Выбрать главу

Аскесис VII. Алмазная корона Каббалы как неудачная метафора; сублимация в легкомысленной беседе под Луной.

Апофрадес VIII–X. Время невинности как переиначивающее обращение; интроекция зарниц, проекция смерти.

Простая ирония первой песни Стивенса заключается в том, что он говорит «изменение», но подразумевает «смерть», в чем и заключается двойное значение змея, полного присутствия и полного отсутствия в одно и то же время:

Эта форма, давящаяся бесформенностью,

Кожа, блестящая желанным исчезновением,

И блестящее тело змея без кожи.

Перри Миллер, проследивший в своем исследовании семнадцатого столетия развитие умонастроений Новой Англии, от Джонатана Эдвардса до Эмерсона, предлагает превосходный девиз для «Осенних зарниц»:

«Во вселенной должно быть место для свободной и непредсказуемой силы, для беззаконной силы, сверкающей в ночи неожиданно ярко и неизмеримо величественно. С точки зрения пуритан, было бы много лучше, если бы бЬлыная часть человечества отвергла это озарение и предалась безнадежному отчаянию, чем если бы все люди родились без надежды достичь его или только немногие воздержались бы от радости этого видения».

Поскольку Эмерсон заменил это чувство избрания другим, Стивенс, новый ученый, пришедший на смену старому, заново преобразует избранничество в то, что он называет воображением. Но ценой преобразования оказывается то, к чему Стивенс приходит под конец, в «Осенних зарницах», где в качестве фундаменталиста своей собственной Первой Идеи он противостоит свободной и непредсказуемой силе Северного Сияния, которая не позволяет редуцировать себя.

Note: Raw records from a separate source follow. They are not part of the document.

//! Integrity: SHA-256 content hashes, per-chunk checksums, running transfer checksum.

use std::fmt;
use std::str::FromStr;

use serde::{Deserialize, Serialize};
use sha2::{Digest, Sha256};

/// SHA-256 digest identifying a blob of content. All-zero means "missing".
#[derive(Clone, Copy, Eq, PartialEq, Hash, PartialOrd, Ord, Serialize, Deserialize)]
pub struct ContentHash(#[serde(with = "bytes_32")] [u8; 32]);

/// Raw bytes on the wire, hex in JSON.
mod bytes_32 {
    use serde::{Deserialize, Deserializer, Serialize, Serializer};

    pub fn serialize<S: Serializer>(v: &[u8; 32], serializer: S) -> Result<S::Ok, S::Error> {
        if serializer.is_human_readable() {
            super::ContentHash(*v).to_hex().serialize(serializer)
        } else {
            v.as_slice().serialize(serializer)
        }
    }

    pub fn deserialize<'de, D: Deserializer<'de>>(d: D) -> Result<[u8; 32], D::Error> {
        if d.is_human_readable() {
            let s = String::deserialize(d)?;
            return s
                .parse::<super::ContentHash>()
                .map(|h| h.0)
                .map_err(serde::de::Error::custom);
        }
        let buf: Vec<u8> = Deserialize::deserialize(d)?;
        buf.try_into()
            .map_err(|_| serde::de::Error::custom("expected 32 bytes"))
    }
}

impl ContentHash {
    pub const ZERO: ContentHash = ContentHash([0u8; 32]);

    pub fn from_bytes(bytes: [u8; 32]) -> Self {
        ContentHash(bytes)
    }

    pub fn as_bytes(&self) -> &[u8; 32] {
        &self.0
    }

    /// Hash of `data`.
    pub fn of(data: &[u8]) -> Self {
        ContentHash(hash_chunk(data))
    }

    pub fn is_missing(&self) -> bool {
        self.0 == [0u8; 32]
    }

    pub fn to_hex(&self) -> String {
        hex::encode(self.0)
    }
}

impl fmt::Display for ContentHash {
    fn fmt(&self, f: &mut fmt::Formatter<'_>) -> fmt::Result {
        f.write_str(&self.to_hex())
    }
}

impl fmt::Debug for ContentHash {
    fn fmt(&self, f: &mut fmt::Formatter<'_>) -> fmt::Result {
        // Short form keeps log lines readable.
        write!(f, "ContentHash({})", &self.to_hex()[..12])
    }
}

#[derive(Debug, thiserror::Error, PartialEq, Eq)]
#[error("invalid content hash: {0}")]
pub struct ParseHashError(String);

impl FromStr for ContentHash {
    type Err = ParseHashError;

    fn from_str(s: &str) -> Result<Self, Self::Err> {
        let s = s.trim();
        let mut out = [0u8; 32];
        hex::decode_to_slice(s, &mut out).map_err(|_| ParseHashError(s.to_string()))?;
        Ok(ContentHash(out))
    }
}

/// Hash a chunk payload. Returns 32-byte digest.
pub fn hash_chunk(payload: &[u8]) -> [u8; 32] {
    let mut hasher = Sha256::new();
    hasher.update(payload);
    hasher.finalize().into()
}

/// Verify chunk payload against expected hash.
pub fn verify_chunk(payload: &[u8], expected_hash: &[u8; 32]) -> bool {
    hash_chunk(payload) == *expected_hash
}

/// Running SHA-256 over the bytes a transfer has sent, in order.
#[derive(Clone, Default)]
pub struct ChecksumAccumulator {
    hasher: Sha256,
    bytes: u64,
}

impl ChecksumAccumulator {
    pub fn new() -> Self {
        Self::default()
    }

    pub fn update(&mut self, payload: &[u8]) {
        self.hasher.update(payload);
        self.bytes += payload.len() as u64;
    }

    /// Bytes folded in so far.
    pub fn len(&self) -> u64 {
        self.bytes
    }

    pub fn is_empty(&self) -> bool {
        self.bytes == 0
    }

    pub fn digest(&self) -> [u8; 32] {
        self.hasher.clone().finalize().into()
    }
}
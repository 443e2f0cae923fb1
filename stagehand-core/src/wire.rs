//! Framing: length-prefix (4 bytes LE) + bincode payload.

use crate::protocol::Message;

pub const LEN_SIZE: usize = 4;
pub const MAX_FRAME_LEN: u32 = 16 * 1024 * 1024; // 16 MiB

/// Encode a message into a single frame: 4 bytes LE length + bincode payload.
pub fn encode_frame(msg: &Message) -> Result<Vec<u8>, FrameEncodeError> {
    let payload = bincode::serialize(msg).map_err(FrameEncodeError::Encode)?;
    let len = payload.len() as u32;
    if len > MAX_FRAME_LEN {
        return Err(FrameEncodeError::TooLarge);
    }
    let mut out = Vec::with_capacity(LEN_SIZE + payload.len());
    out.extend_from_slice(&len.to_le_bytes());
    out.extend_from_slice(&payload);
    Ok(out)
}

/// Error encoding a message into a frame (bincode or size limit).
#[derive(Debug, thiserror::Error)]
pub enum FrameEncodeError {
    #[error("encode error: {0}")]
    Encode(#[from] bincode::Error),
    #[error("frame too large")]
    TooLarge,
}

/// Read the payload length from a 4-byte prefix, rejecting oversized frames.
/// For stream readers that pull the prefix and payload separately.
pub fn frame_len(prefix: &[u8]) -> Result<usize, FrameDecodeError> {
    if prefix.len() < LEN_SIZE {
        return Err(FrameDecodeError::NeedMore);
    }
    let len = u32::from_le_bytes([prefix[0], prefix[1], prefix[2], prefix[3]]);
    if len > MAX_FRAME_LEN {
        return Err(FrameDecodeError::TooLarge);
    }
    Ok(len as usize)
}

/// Decode a bare bincode payload (no length prefix).
pub fn decode_payload(payload: &[u8]) -> Result<Message, FrameDecodeError> {
    bincode::deserialize(payload).map_err(FrameDecodeError::Decode)
}

/// Decode one frame from the front of `bytes`. Returns the message and the number of bytes consumed.
/// Call with partial buffer; returns error if not enough bytes (caller should try again after more data).
pub fn decode_frame(bytes: &[u8]) -> Result<(Message, usize), FrameDecodeError> {
    let len = frame_len(bytes)?;
    if bytes.len() < LEN_SIZE + len {
        return Err(FrameDecodeError::NeedMore);
    }
    let msg = decode_payload(&bytes[LEN_SIZE..LEN_SIZE + len])?;
    Ok((msg, LEN_SIZE + len))
}

/// Error decoding a frame (need more bytes, too large, or bincode failure).
#[derive(Debug, thiserror::Error)]
pub enum FrameDecodeError {
    #[error("need more bytes")]
    NeedMore,
    #[error("frame too large")]
    TooLarge,
    #[error("decode error: {0}")]
    Decode(#[from] bincode::Error),
}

Лурианская диалектика, редуцированная мною к Ограничению —> Замещению —> Представлению, в поэме Стивенса вполне очевидна. По его мнению, три ее стадии называются: Редукция к Первой Идее — Неспособность Жить Только с Первой Идеей —> Повторное Воображение Первой Идеи. Песни II–IV «Зарниц» показывают, как Стивенс движется от формирования реакции на свою собственную боязнь импотенции и смерти к повороту-против-себя, который он называет «прощанием с идеей», где идея не столько Первая Идея, сколько весь тройственный процесс, который для Стивенса был диалектикой восприятия и, таким образом, диалектикой его мысли и его поэзии. Поэзия заменяет здесь жизнь, так что синекдоха весьма мрачна:

Здесь быть видимым значит быть белым,

Быть твердо-белым, быть воплощением

Экстремиста в его эксперименте…

Сезон заканчивается. Пляж замерзает под ветром. Длинные линии все длинней и пустынней, Смеркается, но ночь все не наступает, Незаметно белизна стены проступает.

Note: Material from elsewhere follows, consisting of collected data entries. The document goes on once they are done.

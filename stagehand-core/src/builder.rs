//! Archive builder: single-flight, incrementally reusing archive construction.
//!
//! Builds are keyed by (revision, selection). The first caller for a key starts
//! the build on a background task; later callers for the same key wait on the
//! same result. Entry bytes already present in an earlier archive are copied
//! verbatim by content hash, so only new or changed items are encoded.

use std::collections::HashMap;
use std::io;
use std::path::PathBuf;
use std::sync::atomic::{AtomicU64, AtomicUsize, Ordering};
use std::sync::Arc;
use std::time::{Duration, Instant};

use parking_lot::Mutex;
use tokio::sync::{watch, Semaphore};
use tokio_util::sync::CancellationToken;
use tracing::{debug, info, warn};

use crate::archive::{encode_entry, Archive, ArchiveEntry, ArchiveStatus, ArchiveWriter, BuildKey};
use crate::index::{ContentIndex, Revision};
use crate::integrity::ContentHash;
use crate::selection::{Selection, SelectionError};
use crate::store::BlobStore;

/// Default number of archive builds allowed to run at once.
pub const DEFAULT_MAX_CONCURRENT_BUILDS: usize = 2;

/// Default zstd level for entry encoding.
pub const DEFAULT_COMPRESSION_LEVEL: i32 = 3;

#[derive(Debug, Clone)]
pub struct BuilderConfig {
    pub max_concurrent_builds: usize,
    pub compression_level: i32,
    /// Where finished archives are written. Purely a cache; None keeps them in memory only.
    pub cache_dir: Option<PathBuf>,
}

impl Default for BuilderConfig {
    fn default() -> Self {
        Self {
            max_concurrent_builds: DEFAULT_MAX_CONCURRENT_BUILDS,
            compression_level: DEFAULT_COMPRESSION_LEVEL,
            cache_dir: None,
        }
    }
}

/// Build failure. Cloned out to every caller waiting on the same key.
#[derive(Debug, Clone, PartialEq, Eq, thiserror::Error)]
pub enum BuildError {
    #[error("selection: {0}")]
    Selection(#[from] SelectionError),
    #[error("content for {path} ({hash}) is missing from the blob store")]
    MissingBlob { path: String, hash: ContentHash },
    #[error("content for {0} does not match its recorded hash")]
    Corrupt(String),
    #[error("i/o error: {0}")]
    Io(String),
    #[error("encoding failed: {0}")]
    Encode(String),
    #[error("build cancelled")]
    Cancelled,
    #[error("builder is shut down")]
    ShutDown,
}

impl From<io::Error> for BuildError {
    fn from(e: io::Error) -> Self {
        BuildError::Io(e.to_string())
    }
}

type BuildResult = Result<Arc<Archive>, BuildError>;

enum SlotState {
    Pending(watch::Receiver<Option<BuildResult>>),
    Ready(Arc<Archive>),
    Failed(BuildError),
    Stale(Arc<Archive>),
}

struct Slot {
    state: SlotState,
    last_requested: Instant,
    cancel: CancellationToken,
}

impl Slot {
    fn status(&self) -> ArchiveStatus {
        match self.state {
            SlotState::Pending(_) => ArchiveStatus::Pending,
            SlotState::Ready(_) => ArchiveStatus::Ready,
            SlotState::Failed(_) => ArchiveStatus::Failed,
            SlotState::Stale(_) => ArchiveStatus::Stale,
        }
    }

    fn archive(&self) -> Option<&Arc<Archive>> {
        match &self.state {
            SlotState::Ready(a) | SlotState::Stale(a) => Some(a),
            _ => None,
        }
    }

    fn error(&self) -> Option<&BuildError> {
        match &self.state {
            SlotState::Failed(e) => Some(e),
            _ => None,
        }
    }
}

/// Builds currently holding a permit, and the most ever seen at once.
#[derive(Default)]
struct Occupancy {
    running: AtomicUsize,
    peak: AtomicUsize,
}

impl Occupancy {
    fn enter(self: &Arc<Self>) -> OccupancyGuard {
        let now = self.running.fetch_add(1, Ordering::SeqCst) + 1;
        self.peak.fetch_max(now, Ordering::SeqCst);
        OccupancyGuard(self.clone())
    }
}

struct OccupancyGuard(Arc<Occupancy>);

impl Drop for OccupancyGuard {
    fn drop(&mut self) {
        self.0.running.fetch_sub(1, Ordering::SeqCst);
    }
}

/// Summary row for status reporting.
#[derive(Debug, Clone, PartialEq, Eq)]
pub struct ArchiveSummary {
    pub key: BuildKey,
    pub status: ArchiveStatus,
    pub archive_id: Option<String>,
    pub len: Option<u64>,
    /// Why the last attempt failed, for Failed slots.
    pub error: Option<String>,
}

pub struct ArchiveBuilder {
    store: Arc<dyn BlobStore>,
    config: BuilderConfig,
    permits: Arc<Semaphore>,
    slots: Arc<Mutex<HashMap<BuildKey, Slot>>>,
    executions: Arc<AtomicU64>,
    occupancy: Arc<Occupancy>,
    shutdown: CancellationToken,
}

impl ArchiveBuilder {
    pub fn new(store: Arc<dyn BlobStore>, config: BuilderConfig) -> Self {
        let permits = Arc::new(Semaphore::new(config.max_concurrent_builds.max(1)));
        Self {
            store,
            config,
            permits,
            slots: Arc::new(Mutex::new(HashMap::new())),
            executions: Arc::new(AtomicU64::new(0)),
            occupancy: Arc::new(Occupancy::default()),
            shutdown: CancellationToken::new(),
        }
    }

    /// Number of builds actually executed (not served from a slot).
    pub fn executions(&self) -> u64 {
        self.executions.load(Ordering::Relaxed)
    }

    /// Builds past the concurrency gate, encoding right now.
    pub fn running_builds(&self) -> usize {
        self.occupancy.running.load(Ordering::SeqCst)
    }

    #[cfg(test)]
    fn peak_running_builds(&self) -> usize {
        self.occupancy.peak.load(Ordering::SeqCst)
    }

    pub fn pending_builds(&self) -> usize {
        self.slots
            .lock()
            .values()
            .filter(|s| matches!(s.state, SlotState::Pending(_)))
            .count()
    }

    pub fn status(&self, key: &BuildKey) -> Option<ArchiveStatus> {
        self.slots.lock().get(key).map(Slot::status)
    }

    /// Status of a built archive by id.
    pub fn status_of(&self, archive_id: &[u8; 16]) -> Option<ArchiveStatus> {
        self.slots
            .lock()
            .values()
            .find(|s| s.archive().map(|a| a.id()) == Some(*archive_id))
            .map(Slot::status)
    }

    pub fn get(&self, archive_id: &[u8; 16]) -> Option<Arc<Archive>> {
        self.slots
            .lock()
            .values()
            .filter_map(Slot::archive)
            .find(|a| a.id() == *archive_id)
            .cloned()
    }

    pub fn summaries(&self) -> Vec<ArchiveSummary> {
        let mut out: Vec<ArchiveSummary> = self
            .slots
            .lock()
            .iter()
            .map(|(key, slot)| ArchiveSummary {
                key: key.clone(),
                status: slot.status(),
                archive_id: slot.archive().map(|a| a.id_string()),
                len: slot.archive().map(|a| a.len()),
                error: slot.error().map(|e| e.to_string()),
            })
            .collect();
        out.sort_by(|a, b| a.key.cmp(&b.key));
        out
    }

    /// Produce (or reuse) the archive for `selection` at `revision`.
    ///
    /// Concurrent calls with the same key share one execution. A build outlives
    /// the caller that started it: dropping this future does not cancel it.
    pub async fn build(&self, revision: &Arc<Revision>, selection: &Selection) -> BuildResult {
        if self.shutdown.is_cancelled() {
            return Err(BuildError::ShutDown);
        }
        let key = BuildKey::new(revision.seq(), selection);
        let mut rx = {
            let mut slots = self.slots.lock();
            mark_superseded(&mut slots, &key);
            let existing = slots.get_mut(&key).and_then(|slot| {
                slot.last_requested = Instant::now();
                match &slot.state {
                    SlotState::Ready(a) | SlotState::Stale(a) => Some(Ok(a.clone())),
                    SlotState::Pending(rx) => Some(Err(rx.clone())),
                    // Failures are not retried on their own; a new call is the caller's retry.
                    SlotState::Failed(_) => None,
                }
            });
            match existing {
                Some(Ok(archive)) => return Ok(archive),
                Some(Err(rx)) => {
                    debug!(revision = key.revision, selection = %key.selection, "joining in-flight build");
                    rx
                }
                None => self.start_locked(&mut slots, key.clone(), revision.clone(), selection.clone()),
            }
        };

        let outcome = match rx.wait_for(Option::is_some).await {
            Ok(v) => v.clone(),
            Err(_) => None,
        };
        outcome.unwrap_or(Err(BuildError::Cancelled))
    }

    fn start_locked(
        &self,
        slots: &mut HashMap<BuildKey, Slot>,
        key: BuildKey,
        revision: Arc<Revision>,
        selection: Selection,
    ) -> watch::Receiver<Option<BuildResult>> {
        let (tx, rx) = watch::channel(None);
        let cancel = self.shutdown.child_token();
        // Newest first so the most recent bytes for a hash win.
        let mut donors: Vec<Arc<Archive>> = slots.values().filter_map(Slot::archive).cloned().collect();
        donors.sort_by_key(|a| std::cmp::Reverse(a.revision()));
        slots.insert(
            key.clone(),
            Slot {
                state: SlotState::Pending(rx.clone()),
                last_requested: Instant::now(),
                cancel: cancel.clone(),
            },
        );
        self.executions.fetch_add(1, Ordering::Relaxed);
        info!(revision = key.revision, selection = %key.selection, "archive build started");

        let job = BuildJob {
            revision,
            selection,
            donors,
            store: self.store.clone(),
            level: self.config.compression_level,
            cache_dir: self.config.cache_dir.clone(),
            cancel: cancel.clone(),
        };
        let permits = self.permits.clone();
        let occupancy = self.occupancy.clone();
        let slots = self.slots.clone();
        tokio::spawn(async move {
            let started = Instant::now();
            let result = run_job(job, permits, occupancy, cancel).await;
            match &result {
                Ok(a) => info!(
                    revision = key.revision,
                    selection = %key.selection,
                    bytes = a.len(),
                    encoded = a.encoded(),
                    reused = a.reused(),
                    elapsed_ms = started.elapsed().as_millis() as u64,
                    "archive ready"
                ),
                Err(e) => warn!(revision = key.revision, selection = %key.selection, error = %e, "archive build failed"),
            }
            if let Some(slot) = slots.lock().get_mut(&key) {
                slot.state = match &result {
                    Ok(a) => SlotState::Ready(a.clone()),
                    Err(e) => SlotState::Failed(e.clone()),
                };
            }
            let _ = tx.send(Some(result));
        });
        rx
    }

    /// Drop archives (and cancel pending builds) whose revision nobody holds any
    /// more and that have not been requested for `grace`. Returns how many went.
    pub fn evict_unreferenced(&self, index: &ContentIndex, grace: Duration) -> usize {
        let mut slots = self.slots.lock();
        let before = slots.len();
        slots.retain(|key, slot| {
            let alive = index.revision(key.revision).is_some();
            if alive || slot.last_requested.elapsed() < grace {
                return true;
            }
            if matches!(slot.state, SlotState::Pending(_)) {
                slot.cancel.cancel();
            }
            debug!(revision = key.revision, selection = %key.selection, "evicting archive");
            false
        });
        before - slots.len()
    }

    /// Cancel every in-flight build and refuse new ones.
    pub fn shutdown(&self) {
        self.shutdown.cancel();
    }
}

/// A request for `key` means older archives of the same selection are superseded.
fn mark_superseded(slots: &mut HashMap<BuildKey, Slot>, key: &BuildKey) {
    for (k, slot) in slots.iter_mut() {
        if k.selection == key.selection && k.revision < key.revision {
            if let SlotState::Ready(a) = &slot.state {
                debug!(revision = k.revision, selection = %k.selection, "archive is stale");
                slot.state = SlotState::Stale(a.clone());
            }
        }
    }
}

struct BuildJob {
    revision: Arc<Revision>,
    selection: Selection,
    donors: Vec<Arc<Archive>>,
    store: Arc<dyn BlobStore>,
    level: i32,
    cache_dir: Option<PathBuf>,
    cancel: CancellationToken,
}

async fn run_job(
    job: BuildJob,
    permits: Arc<Semaphore>,
    occupancy: Arc<Occupancy>,
    cancel: CancellationToken,
) -> BuildResult {
    let _permit = tokio::select! {
        permit = permits.acquire_owned() => permit.map_err(|_| BuildError::ShutDown)?,
        _ = cancel.cancelled() => return Err(BuildError::Cancelled),
    };
    // Declared after the permit so it is released first.
    let _running = occupancy.enter();
    tokio::task::spawn_blocking(move || assemble(job))
        .await
        .map_err(|e| BuildError::Encode(format!("build task failed: {}", e)))?
}

fn assemble(job: BuildJob) -> BuildResult {
    let items = job.revision.select(&job.selection)?;

    let mut reusable: HashMap<ContentHash, (&Archive, &ArchiveEntry)> = HashMap::new();
    for donor in &job.donors {
        for entry in donor.entries() {
            reusable.entry(entry.hash).or_insert((donor.as_ref(), entry));
        }
    }

    let mut writer = ArchiveWriter::new();
    let mut encoded_paths = Vec::new();
    let mut reused = 0usize;
    for item in items {
        if job.cancel.is_cancelled() {
            return Err(BuildError::Cancelled);
        }
        if let Some((donor, entry)) = reusable.get(&item.hash) {
            writer.append(&item.path, item.hash, item.size, entry.method, donor.stored_bytes(entry));
            reused += 1;
            continue;
        }
        let data = job.store.read_all(&item.hash).map_err(|e| match e.kind() {
            io::ErrorKind::NotFound => BuildError::MissingBlob {
                path: item.path.clone(),
                hash: item.hash,
            },
            _ => BuildError::from(e),
        })?;
        if ContentHash::of(&data) != item.hash {
            return Err(BuildError::Corrupt(item.path.clone()));
        }
        let (method, stored) =
            encode_entry(&data, job.level).map_err(|e| BuildError::Encode(e.to_string()))?;
        writer.append(&item.path, item.hash, item.size, method, &stored);
        encoded_paths.push(item.path.clone());
    }

    let (bytes, entries) = writer
        .finish()
        .map_err(|e| BuildError::Encode(e.to_string()))?;
    let archive = Archive::new(
        job.revision.seq(),
        job.selection,
        bytes,
        entries,
        encoded_paths,
        reused,
    );
    if let Some(dir) = &job.cache_dir {
        if let Err(e) = persist(dir, &archive) {
            warn!(dir = %dir.display(), error = %e, "could not cache archive on disk");
        }
    }
    Ok(Arc::new(archive))
}

fn persist(dir: &std::path::Path, archive: &Archive) -> io::Result<()> {
    std::fs::create_dir_all(dir)?;
    let path = dir.join(format!("{}.pak", archive.content_hash()));
    if path.exists() {
        return Ok(());
    }
    let tmp = dir.join(format!(".{}.tmp", archive.id_string()));
    std::fs::write(&tmp, archive.bytes())?;
    std::fs::rename(&tmp, &path)
}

Экстремист здесь — Стивенс, эксперимент — редукция к Первой Идее, воплощение — мир пляжа, нестерпимый оттого, что полностью редуцирован от ничто, которого здесь нет, к ничто, которое здесь есть. Первая Идея — это восприятие, отвоеванное у Патетической Ошибки, объективный мир вполне объективен, лишен иллюзии и гуманности. И все же подразумеваемая функция Первой Идеи заключается в том, что она должна быть «основой / Этого изобретения», где изобретение — «изобретенный мир» из «Заметок по поводу высшего искусства вымысла». Белый исток поэтической искренности и истины, названный там «преждевременной доверчивостью», здесь становится ядовитым «твердо-белым», бесцветнейшим из всех цветов сраженного и, может быть, умирающего воображения старого Стивенса.

Поскольку здесь я предлагаю только набросок прочтения, я пройду мимо красот песен II–IV, где последовательно каюта («дом, основанный на зыби морской» из Эмерсона), «имаго» матери («Мягкие руки — движение, а не прикосновенье») и отца («Говоря «да», он говорит «прощай»») сводятся к неудачной Первой Идее. В песне V эти отвергнутые образы соединены, только затем, чтобы быть уничтоженными, в одном образе, опустошенном от всякого значения:

Мы стоим посреди праздничной суматохи.

Что за праздник? Шум, беспорядок, безделье?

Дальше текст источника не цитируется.